Count the lines in the data below holding the string "Board" and write the total by itself.

=== Section Start ===

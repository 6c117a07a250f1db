//! Shared exportable types for the integration tests.

#![allow(dead_code)]

use exportable::{
    array_of, dict_of, exportable_fields, ignore, instance_of, type_of, ElementKey, Exportable,
    FieldConfig, FieldValue, InstanceType, ToField, TypeResolver,
};
use serde_json::{json, Value};
use std::collections::BTreeMap;

// ── Leaf types ───────────────────────────────────────────────────

#[derive(Debug, Clone, Default)]
pub struct Person {
    export_config: FieldConfig,
    pub name: String,
}

impl Person {
    pub fn new(name: &str) -> Self {
        Self {
            name: name.to_string(),
            ..Self::default()
        }
    }
}

impl Exportable for Person {
    fn export_config(&self) -> &FieldConfig {
        &self.export_config
    }

    fn fields(&self) -> Vec<(String, FieldValue)> {
        vec![("name".into(), self.name.to_field())]
    }

    fn assign_field(&mut self, name: &str, value: FieldValue) -> bool {
        match name {
            "name" => value.assign_to(&mut self.name),
            _ => false,
        }
    }
}

#[derive(Debug, Clone, Default)]
pub struct Furniture {
    export_config: FieldConfig,
    pub kind: String,
}

impl Furniture {
    pub fn new(kind: &str) -> Self {
        Self {
            kind: kind.to_string(),
            ..Self::default()
        }
    }
}

impl Exportable for Furniture {
    fn export_config(&self) -> &FieldConfig {
        &self.export_config
    }

    fn fields(&self) -> Vec<(String, FieldValue)> {
        vec![("type".into(), self.kind.to_field())]
    }

    fn assign_field(&mut self, name: &str, value: FieldValue) -> bool {
        match name {
            "type" => value.assign_to(&mut self.kind),
            _ => false,
        }
    }
}

#[derive(Debug, Clone, Default)]
pub struct Complaint {
    export_config: FieldConfig,
    pub message: String,
}

impl Complaint {
    pub fn new(message: &str) -> Self {
        Self {
            message: message.to_string(),
            ..Self::default()
        }
    }

    pub fn message(&self) -> &str {
        &self.message
    }
}

impl Exportable for Complaint {
    fn export_config(&self) -> &FieldConfig {
        &self.export_config
    }

    fn fields(&self) -> Vec<(String, FieldValue)> {
        vec![("message".into(), self.message.to_field())]
    }

    fn assign_field(&mut self, name: &str, value: FieldValue) -> bool {
        match name {
            "message" => value.assign_to(&mut self.message),
            _ => false,
        }
    }
}

#[derive(Debug, Clone, Default)]
pub struct Praise {
    export_config: FieldConfig,
    pub stars: u8,
}

impl Exportable for Praise {
    fn export_config(&self) -> &FieldConfig {
        &self.export_config
    }

    fn fields(&self) -> Vec<(String, FieldValue)> {
        vec![("stars".into(), self.stars.to_field())]
    }

    fn assign_field(&mut self, name: &str, value: FieldValue) -> bool {
        match name {
            "stars" => value.assign_to(&mut self.stars),
            _ => false,
        }
    }
}

// ── Room: one field of every role ────────────────────────────────

#[derive(Debug, Clone)]
pub struct Room {
    export_config: FieldConfig,
    pub settler: Option<Person>,
    pub furniture: BTreeMap<String, Furniture>,
    pub complaints: Vec<Complaint>,
    pub tmp_price: i64,
    pub area: i64,
}

impl Default for Room {
    fn default() -> Self {
        Self::new(0)
    }
}

impl Room {
    pub fn new(area: i64) -> Self {
        let mut export_config = FieldConfig::new();
        export_config.declare_field_roles([
            ("settler", instance_of(type_of::<Person>())),
            ("furniture", dict_of(type_of::<Furniture>())),
            ("complaints", array_of(type_of::<Complaint>())),
            ("tmpPrice", ignore()),
        ]);
        Self {
            export_config,
            settler: None,
            furniture: BTreeMap::new(),
            complaints: Vec::new(),
            tmp_price: 0,
            area,
        }
    }

    pub fn is_occupied(&self) -> bool {
        self.settler.is_some()
    }

    pub fn calculate_price(&mut self) -> i64 {
        self.tmp_price = self.area;
        self.tmp_price
    }
}

impl Exportable for Room {
    fn export_config(&self) -> &FieldConfig {
        &self.export_config
    }

    fn fields(&self) -> Vec<(String, FieldValue)> {
        vec![
            ("settler".into(), self.settler.to_field()),
            ("furniture".into(), self.furniture.to_field()),
            ("complaints".into(), self.complaints.to_field()),
            ("tmpPrice".into(), self.tmp_price.to_field()),
            ("area".into(), self.area.to_field()),
        ]
    }

    fn assign_field(&mut self, name: &str, value: FieldValue) -> bool {
        match name {
            "settler" => value.assign_to(&mut self.settler),
            "furniture" => value.assign_to(&mut self.furniture),
            "complaints" => value.assign_to(&mut self.complaints),
            "tmpPrice" => value.assign_to(&mut self.tmp_price),
            "area" => value.assign_to(&mut self.area),
            _ => false,
        }
    }
}

exportable_fields!(Person, Furniture, Complaint, Praise, Room);

/// A room with a settler, one piece of furniture and two complaints.
pub fn furnished_room() -> Room {
    let mut room = Room::new(16);
    room.settler = Some(Person::new("guy"));
    room.furniture.insert("table".into(), Furniture::new("table"));
    room.complaints.push(Complaint::new("keke"));
    room.complaints.push(Complaint::new("no"));
    room
}

/// Export of [`furnished_room`].
pub fn furnished_room_data() -> Value {
    json!({
        "settler": {"name": "guy"},
        "furniture": {"table": {"type": "table"}},
        "complaints": [{"message": "keke"}, {"message": "no"}],
        "area": 16
    })
}

// ── Board: heterogeneous containers ──────────────────────────────

/// Picks a type from the fragment's shape; unknown shapes stay raw.
pub fn feedback_type(fragment: &Value, _key: ElementKey<'_>) -> Option<InstanceType> {
    if fragment.get("message").is_some() {
        Some(type_of::<Complaint>())
    } else if fragment.get("stars").is_some() {
        Some(type_of::<Praise>())
    } else {
        None
    }
}

#[derive(Debug, Clone)]
pub struct Board {
    export_config: FieldConfig,
    pub notes: Vec<FieldValue>,
    pub by_author: BTreeMap<String, FieldValue>,
}

impl Default for Board {
    fn default() -> Self {
        let mut export_config = FieldConfig::new();
        export_config.declare_field_roles([
            ("notes", array_of(TypeResolver::from_fn(feedback_type))),
            ("by_author", dict_of(TypeResolver::from_fn(feedback_type))),
        ]);
        Self {
            export_config,
            notes: Vec::new(),
            by_author: BTreeMap::new(),
        }
    }
}

impl Exportable for Board {
    fn export_config(&self) -> &FieldConfig {
        &self.export_config
    }

    fn fields(&self) -> Vec<(String, FieldValue)> {
        vec![
            ("notes".into(), self.notes.to_field()),
            ("by_author".into(), self.by_author.to_field()),
        ]
    }

    fn assign_field(&mut self, name: &str, value: FieldValue) -> bool {
        match name {
            "notes" => value.assign_to(&mut self.notes),
            "by_author" => value.assign_to(&mut self.by_author),
            _ => false,
        }
    }
}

=== Section End ===

Result for this task:
4